- Introduction
- Installation Guide
- User Guide
- Dataset Format
- Support
- Citing LightTwinSVM
- Contributing
- FAQ
- Donations
- Numerical Experiments
LightTwinSVM is a simple and fast implementation of standard Twin Support Vector Machine. It is licensed under the terms of GNU GPL v3. Anyone who is interested in machine learning and classification can use this program for their work/projects.
The main features of the program are the following:
- A simple console program for running TwinSVM classifier
- Fast optimization algorithm: The clipDCD algorithm was improved and is implemented in C++ for solving optimization problems of TwinSVM.
- Linear, RBF kernel and Rectangular are supported.
- Binary and Multi-class classification (One-vs-All & One-vs-One) are supported.
- The OVO estimator is compatible with scikit-learn tools such as GridSearchCV, cross_val_score, etc.
- The classifier can be evaluated using either K-fold cross-validation or Training/Test split.
- It supports grid search over C and gamma parameters.
- CSV and LIBSVM data files are supported.
- Detailed classification result will be saved in a spreadsheet file.
Twin Support Vector Machine classifier was proposed by:
Khemchandani, R., & Chandra, S. (2007). Twin support vector machines for pattern classification. IEEE Transactions on pattern analysis and machine intelligence, 29(5), 905-910.
The clipDCD algorithm was proposed by:
Peng, X., Chen, D., & Kong, L. (2014). A clipping dual coordinate descent algorithm for solving support vector machines. Knowledge-Based Systems, 71, 266-278.
Currently, supported operating systems are as follows. Choose your OS from list below for detailed install instructions.
- Debian-based Linux systems (Ubuntu 14.04, Ubuntu 16.04, Ubuntu 17.10, Ubuntu 18.04 and Linux Mint 18)

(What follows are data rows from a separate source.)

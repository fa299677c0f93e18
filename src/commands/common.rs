//! # 子命令公共逻辑
//!
//! ## 功能
//! - 将命令行命名参数合并到保存的设置，有变化时写回
//! - 根据输入路径构建工作区，应用 `--sort` 和 `--skip`
//! - 生成预览表格
//!
//! ## 依赖关系
//! - 被 `commands/preview.rs`, `commands/run.rs`, `commands/config.rs` 使用

use crate::batch::FileCollector;
use crate::cli::rename::{NamingArgs, RenameArgs};
use crate::error::Result;
use crate::models::{parse_start_number, RenamePlan};
use crate::settings::{RenameSettings, SettingsStore};
use crate::workspace::Workspace;

use tabled::{Table, Tabled};

/// 预览表格行
#[derive(Debug, Clone, Tabled)]
pub struct PreviewRow {
    #[tabled(rename = "#")]
    pub index: usize,
    #[tabled(rename = "Original")]
    pub original: String,
    #[tabled(rename = "New name")]
    pub new_name: String,
}

/// 将命令行参数应用到设置，返回是否有变化
pub fn apply_naming(settings: &mut RenameSettings, naming: &NamingArgs) -> bool {
    let before = settings.clone();

    if let Some(mode) = naming.mode {
        settings.mode = mode.into();
    }
    if let Some(template) = &naming.template {
        settings.template = template.clone();
    }
    if let Some(start) = &naming.start {
        settings.start_number = parse_start_number(start);
    }

    *settings != before
}

/// 加载设置并合并命令行参数；有变化时持久化
pub fn resolve_settings(
    naming: &NamingArgs,
    store: &mut dyn SettingsStore,
) -> Result<RenameSettings> {
    let mut settings = RenameSettings::load(&*store);
    if apply_naming(&mut settings, naming) {
        settings.save(store)?;
        log::info!(
            "Saved settings: mode={}, start={}, template={}",
            settings.mode,
            settings.start_number,
            settings.template
        );
    }
    Ok(settings)
}

/// 导入路径并按 `--sort` 依次排序
pub fn build_workspace(args: &RenameArgs, settings: &RenameSettings) -> Result<Workspace> {
    let mut workspace = Workspace::new(settings.mode, settings.parameters(None));

    let collector = FileCollector::new(args.paths.clone())
        .with_pattern(args.pattern.as_deref())?
        .filter_extensions(!args.all_extensions);

    let added = workspace.ingest(&collector)?;
    log::info!("Collected {} file(s)", added);

    for column in &args.sort {
        let ascending = workspace.sort_by(*column);
        log::debug!(
            "Sorted by {:?} ({})",
            column,
            if ascending { "ascending" } else { "descending" }
        );
    }

    if !args.skip.is_empty() {
        let indices: Vec<usize> = args
            .skip
            .iter()
            .filter(|&&row| row > 0)
            .map(|row| row - 1)
            .collect();
        let removed = workspace.remove(&indices);
        log::info!("Left out {} file(s)", removed);
    }

    Ok(workspace)
}

/// 计划对应的预览行
pub fn preview_rows(plan: &RenamePlan) -> Vec<PreviewRow> {
    plan.items()
        .iter()
        .enumerate()
        .map(|(i, item)| PreviewRow {
            index: i + 1,
            original: item
                .source
                .file_name()
                .map(|n| n.to_string_lossy().to_string())
                .unwrap_or_default(),
            new_name: item.proposed_name.clone(),
        })
        .collect()
}

/// 打印预览表格
pub fn print_plan(plan: &RenamePlan) {
    let table = Table::new(preview_rows(plan));
    println!("{}", table);
}
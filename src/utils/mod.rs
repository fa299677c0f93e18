//! # 工具函数模块
//!
//! 提供美化输出、进度条、日志初始化等工具。
//!
//! ## 依赖关系
//! - 被 `main.rs` 和 `commands/` 模块使用
//! - 子模块: logging, output, progress

pub mod logging;
pub mod output;
pub mod progress;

- RPM-based Linux systems (Fedora)
- Mac OSX
- Microsoft Windows
First of all, Python 3.5 interpreter or newer is required. Python 3 is usually installed by default on most Linux distributions. In order to build and run the program, the following Python packages are needed:
- NumPy
- SciPy
- Scikit-learn
- Pandas
- Pybind11
- Cython(To build C++ extension module on Windows.)
- PyInstaller(To generate a binary executable for Windows platform.)

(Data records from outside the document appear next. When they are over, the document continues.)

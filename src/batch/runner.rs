//! # 批量重命名执行器
//!
//! 状态机：`Idle → Validating → Executing → {Completed | Failed}`
//!
//! ## 功能
//! - 执行前对整个计划做冲突检测，任何冲突都不会修改文件系统
//! - 按 50 个一批顺序处理，批内基于 rayon 并行重命名
//! - 每完成一个重命名推送一次进度事件
//! - 首个失败即中止：批内不再启动新的重命名，后续批次不再执行，不回滚
//!
//! ## 依赖关系
//! - 被 `commands/run.rs` 调用
//! - 使用 `batch/collision.rs` 做执行前检查
//! - 使用 `rayon` 进行批内并行

use crate::batch::backend::{FileSystem, LocalFs};
use crate::batch::collision::detect_collisions;
use crate::error::{RenameError, Result};
use crate::models::{PlanItem, ProgressEvent, RenamePlan};

use rayon::prelude::*;
use std::path::PathBuf;
use std::sync::mpsc::{self, Receiver, Sender};
use std::sync::Mutex;
use std::time::Duration;

/// 每批重命名数量
pub const BATCH_SIZE: usize = 50;

/// 批次之间的让步时间，留给进度显示刷新
pub const BATCH_PAUSE: Duration = Duration::from_millis(10);

/// 执行状态
#[derive(Debug, Clone, Copy, PartialEq, Eq)]
pub enum RenameState {
    Idle,
    Validating,
    Executing,
    Completed,
    Failed,
}

/// 全部成功时的结果
#[derive(Debug, Clone, PartialEq, Eq)]
pub struct RenameSummary {
    /// 完成的重命名数量
    pub renamed: usize,
    /// 执行的批次数
    pub batches: usize,
}

/// 进度计数与推送，计数递增与发送在同一把锁内完成
struct ProgressTracker {
    processed: usize,
    total: usize,
    sender: Option<Sender<ProgressEvent>>,
}

impl ProgressTracker {
    fn record(&mut self, current_file: &str) {
        self.processed += 1;
        if let Some(sender) = &self.sender {
            let event = ProgressEvent::new(self.processed, self.total, current_file);
            // 订阅方已断开时忽略
            if sender.send(event).is_err() {
                self.sender = None;
            }
        }
    }
}

/// 批量重命名执行器
pub struct BatchRenamer<F: FileSystem = LocalFs> {
    fs: F,
    /// 批内并行数
    jobs: usize,
    batch_size: usize,
    progress: Option<Sender<ProgressEvent>>,
}

impl BatchRenamer<LocalFs> {
    /// 创建操作本地磁盘的执行器（jobs = 0 时使用 CPU 核数）
    pub fn new(jobs: usize) -> Self {
        Self::with_fs(LocalFs, jobs)
    }
}

impl<F: FileSystem> BatchRenamer<F> {
    pub fn with_fs(fs: F, jobs: usize) -> Self {
        let jobs = if jobs == 0 { num_cpus::get() } else { jobs };
        Self {
            fs,
            jobs: jobs.min(BATCH_SIZE),
            batch_size: BATCH_SIZE,
            progress: None,
        }
    }

    /// 订阅进度事件；再次订阅会替换之前的订阅
    pub fn subscribe(&mut self) -> Receiver<ProgressEvent> {
        let (tx, rx) = mpsc::channel();
        self.progress = Some(tx);
        rx
    }

    /// 取消订阅，接收端随之结束
    pub fn unsubscribe(&mut self) {
        self.progress = None;
    }

    /// 执行重命名计划
    ///
    /// 失败时返回首个错误；`RenameFailed.renamed` 为中止前已完成的数量。
    pub fn run(&self, plan: &RenamePlan) -> Result<RenameSummary> {
        let mut state = RenameState::Idle;

        if plan.is_empty() {
            transition(&mut state, RenameState::Failed);
            return Err(RenameError::EmptyList);
        }

        transition(&mut state, RenameState::Validating);
        if let Some(err) = detect_collisions(plan, &self.fs).into_error() {
            transition(&mut state, RenameState::Failed);
            return Err(err);
        }

        transition(&mut state, RenameState::Executing);
        let result = self.execute(plan);
        match &result {
            Ok(summary) => {
                transition(&mut state, RenameState::Completed);
                log::info!(
                    "Renamed {} file(s) in {} batch(es)",
                    summary.renamed,
                    summary.batches
                );
            }
            Err(err) => {
                transition(&mut state, RenameState::Failed);
                log::info!("Rename aborted: {}", err);
            }
        }

        result
    }

    fn execute(&self, plan: &RenamePlan) -> Result<RenameSummary> {
        let pool = rayon::ThreadPoolBuilder::new()
            .num_threads(self.jobs)
            .build()
            .map_err(|e| RenameError::Other(format!("Failed to start worker pool: {}", e)))?;

        let tracker = Mutex::new(ProgressTracker {
            processed: 0,
            total: plan.len(),
            sender: self.progress.clone(),
        });

        let batches: Vec<&[PlanItem]> = plan.items().chunks(self.batch_size).collect();
        let batch_count = batches.len();

        for (index, batch) in batches.into_iter().enumerate() {
            log::debug!(
                "Batch {}/{}: {} rename(s)",
                index + 1,
                batch_count,
                batch.len()
            );

            let outcome: std::result::Result<(), (PathBuf, std::io::Error)> = pool.install(|| {
                batch.par_iter().try_for_each(|item| {
                    self.fs
                        .rename(&item.source, &item.destination())
                        .map_err(|e| (item.source.clone(), e))?;

                    tracker
                        .lock()
                        .unwrap_or_else(|poisoned| poisoned.into_inner())
                        .record(&item.proposed_name);
                    Ok(())
                })
            });

            if let Err((path, source)) = outcome {
                let renamed = processed(&tracker);
                return Err(RenameError::RenameFailed {
                    path,
                    source,
                    renamed,
                });
            }

            if index + 1 < batch_count {
                std::thread::sleep(BATCH_PAUSE);
            }
        }

        Ok(RenameSummary {
            renamed: processed(&tracker),
            batches: batch_count,
        })
    }
}

fn processed(tracker: &Mutex<ProgressTracker>) -> usize {
    tracker
        .lock()
        .unwrap_or_else(|poisoned| poisoned.into_inner())
        .processed
}

fn transition(state: &mut RenameState, next: RenameState) {
    log::debug!("Rename state: {:?} -> {:?}", state, next);
    *state = next;
}

#[cfg(test)]
mod tests {
    use super::*;
    use crate::batch::backend::memory::MemoryFs;

    use std::fs;
    use std::path::Path;
    use std::sync::atomic::Ordering;

    fn numbered_plan(count: usize) -> (Vec<PathBuf>, RenamePlan) {
        let sources: Vec<PathBuf> = (1..=count)
            .map(|i| PathBuf::from(format!("/media/IMG_{}.jpg", i)))
            .collect();
        let items = sources
            .iter()
            .enumerate()
            .map(|(i, s)| PlanItem::new(s.clone(), format!("{:03}.jpg", i + 1)))
            .collect();
        (sources, RenamePlan::new(items))
    }

    #[test]
    fn test_empty_plan_fails_without_io() {
        let fs = MemoryFs::default();
        let err = BatchRenamer::with_fs(&fs, 1)
            .run(&RenamePlan::default())
            .unwrap_err();
        assert!(matches!(err, RenameError::EmptyList));
        assert_eq!(fs.io_calls(), 0);
    }

    #[test]
    fn test_collision_gate_blocks_all_renames() {
        let (sources, plan) = numbered_plan(3);
        let mut files: Vec<PathBuf> = sources.clone();
        files.push(PathBuf::from("/media/002.jpg"));

        let fs = MemoryFs::with_files(files);
        let mut r = BatchRenamer::with_fs(&fs, 2);
        let rx = r.subscribe();
        let err = r.run(&plan).unwrap_err();

        assert!(matches!(err, RenameError::DestinationExists { ref names } if names == &["002.jpg"]));
        assert_eq!(fs.renames.load(Ordering::SeqCst), 0);
        drop(r);
        assert_eq!(rx.iter().count(), 0);
    }

    #[test]
    fn test_duplicate_names_block_execution() {
        let plan = RenamePlan::new(vec![
            PlanItem::new("/m/a.jpg", "x.jpg"),
            PlanItem::new("/n/b.jpg", "x.jpg"),
        ]);
        let fs = MemoryFs::with_files(["/m/a.jpg", "/n/b.jpg"]);
        let err = BatchRenamer::with_fs(&fs, 1).run(&plan).unwrap_err();
        assert!(matches!(err, RenameError::DuplicateNames { .. }));
        assert!(fs.contains("/m/a.jpg"));
        assert_eq!(fs.renames.load(Ordering::SeqCst), 0);
    }

    #[test]
    fn test_completes_and_reports_progress() {
        let (sources, plan) = numbered_plan(120);
        let fs = MemoryFs::with_files(sources.clone());
        let mut r = BatchRenamer::with_fs(&fs, 4);
        let rx = r.subscribe();

        let summary = r.run(&plan).unwrap();
        assert_eq!(summary, RenameSummary { renamed: 120, batches: 3 });

        r.unsubscribe();
        let events: Vec<ProgressEvent> = rx.iter().collect();
        assert_eq!(events.len(), 120);
        for (i, event) in events.iter().enumerate() {
            assert_eq!(event.processed, i + 1);
            assert_eq!(event.total, 120);
        }
        assert_eq!(events.last().map(|e| e.percentage), Some(100));

        assert!(fs.contains("/media/120.jpg"));
        assert!(!fs.contains(&sources[0]));
    }

    #[test]
    fn test_abort_on_first_failure() {
        let (sources, plan) = numbered_plan(120);
        let fs = MemoryFs::with_files(sources.clone()).failing_on(sources[72].clone());
        let mut r = BatchRenamer::with_fs(&fs, 1);
        let rx = r.subscribe();

        let err = r.run(&plan).unwrap_err();
        match &err {
            RenameError::RenameFailed { path, renamed, .. } => {
                assert_eq!(path, &sources[72]);
                assert_eq!(*renamed, 72);
            }
            other => panic!("unexpected: {:?}", other),
        }
        assert!(err.is_partial());

        r.unsubscribe();
        let events: Vec<ProgressEvent> = rx.iter().collect();
        assert_eq!(events.len(), 72);
        for (i, event) in events.iter().enumerate() {
            assert_eq!(event.processed, i + 1);
            assert_eq!(event.current_file, format!("{:03}.jpg", i + 1));
        }

        for (i, source) in sources.iter().enumerate() {
            let target = format!("/media/{:03}.jpg", i + 1);
            if i < 72 {
                assert!(fs.contains(&target), "file {} should be renamed", i + 1);
            } else {
                assert!(fs.contains(source), "file {} should be untouched", i + 1);
                assert!(!fs.contains(&target));
            }
        }
    }

    #[test]
    fn test_parallel_abort_skips_later_batches() {
        let (sources, plan) = numbered_plan(120);
        let fs = MemoryFs::with_files(sources.clone()).failing_on(sources[72].clone());

        let err = BatchRenamer::with_fs(&fs, 8).run(&plan).unwrap_err();
        let renamed = match err {
            RenameError::RenameFailed { renamed, .. } => renamed,
            other => panic!("unexpected: {:?}", other),
        };
        assert!((50..100).contains(&renamed));

        // 第三批从未开始
        for source in &sources[100..] {
            assert!(fs.contains(source));
        }
        assert!(fs.contains(&sources[72]));
    }

    #[test]
    fn test_renames_on_disk() {
        let dir = std::env::temp_dir().join(format!("multi-rename-runner-{}", std::process::id()));
        let _ = fs::remove_dir_all(&dir);
        fs::create_dir_all(&dir).unwrap();

        let names = ["b.png", "a.png", "keep.png"];
        for name in names {
            fs::write(dir.join(name), name).unwrap();
        }
        let plan = RenamePlan::new(vec![
            PlanItem::new(dir.join("b.png"), "001.png"),
            PlanItem::new(dir.join("a.png"), "002.png"),
            PlanItem::new(dir.join("keep.png"), "keep.png"),
        ]);

        let summary = BatchRenamer::new(2).run(&plan).unwrap();
        assert_eq!(summary.renamed, 3);
        assert_eq!(fs::read_to_string(dir.join("001.png")).unwrap(), "b.png");
        assert_eq!(fs::read_to_string(dir.join("002.png")).unwrap(), "a.png");
        assert!(Path::new(&dir.join("keep.png")).exists());
        assert!(!dir.join("b.png").exists());

        fs::remove_dir_all(&dir).ok();
    }
}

In order to build C++ extension module(Optimizer), the following tools and libraries are required:
- GNU C++ Compiler (For Linux systems)
- Apple XCode (For OSX systems)
- Visual Studio (For Windows systems)
- Armadillo C++ Linear Algebra Library
- LAPACK and BLAS Library
A shell script is created to help users download required dependencies and install program automatically. However, make sure that Git and GNU C++ compiler is installed on your system.
A note for MacOS users: Make sure that Apple XCode is installed on your system.
To install the program, open a terminal and execute the following commands:
git clone https://github.com/mir-am/LightTwinSVM.git
cd LightTwinSVM && ./setup.sh
If the installation was successful, you'd be asked to delete temporary directory for installation. You can also run unit tests to check functionalities of the program. Finally, a Linux shell "ltsvm.sh" is created to run the program.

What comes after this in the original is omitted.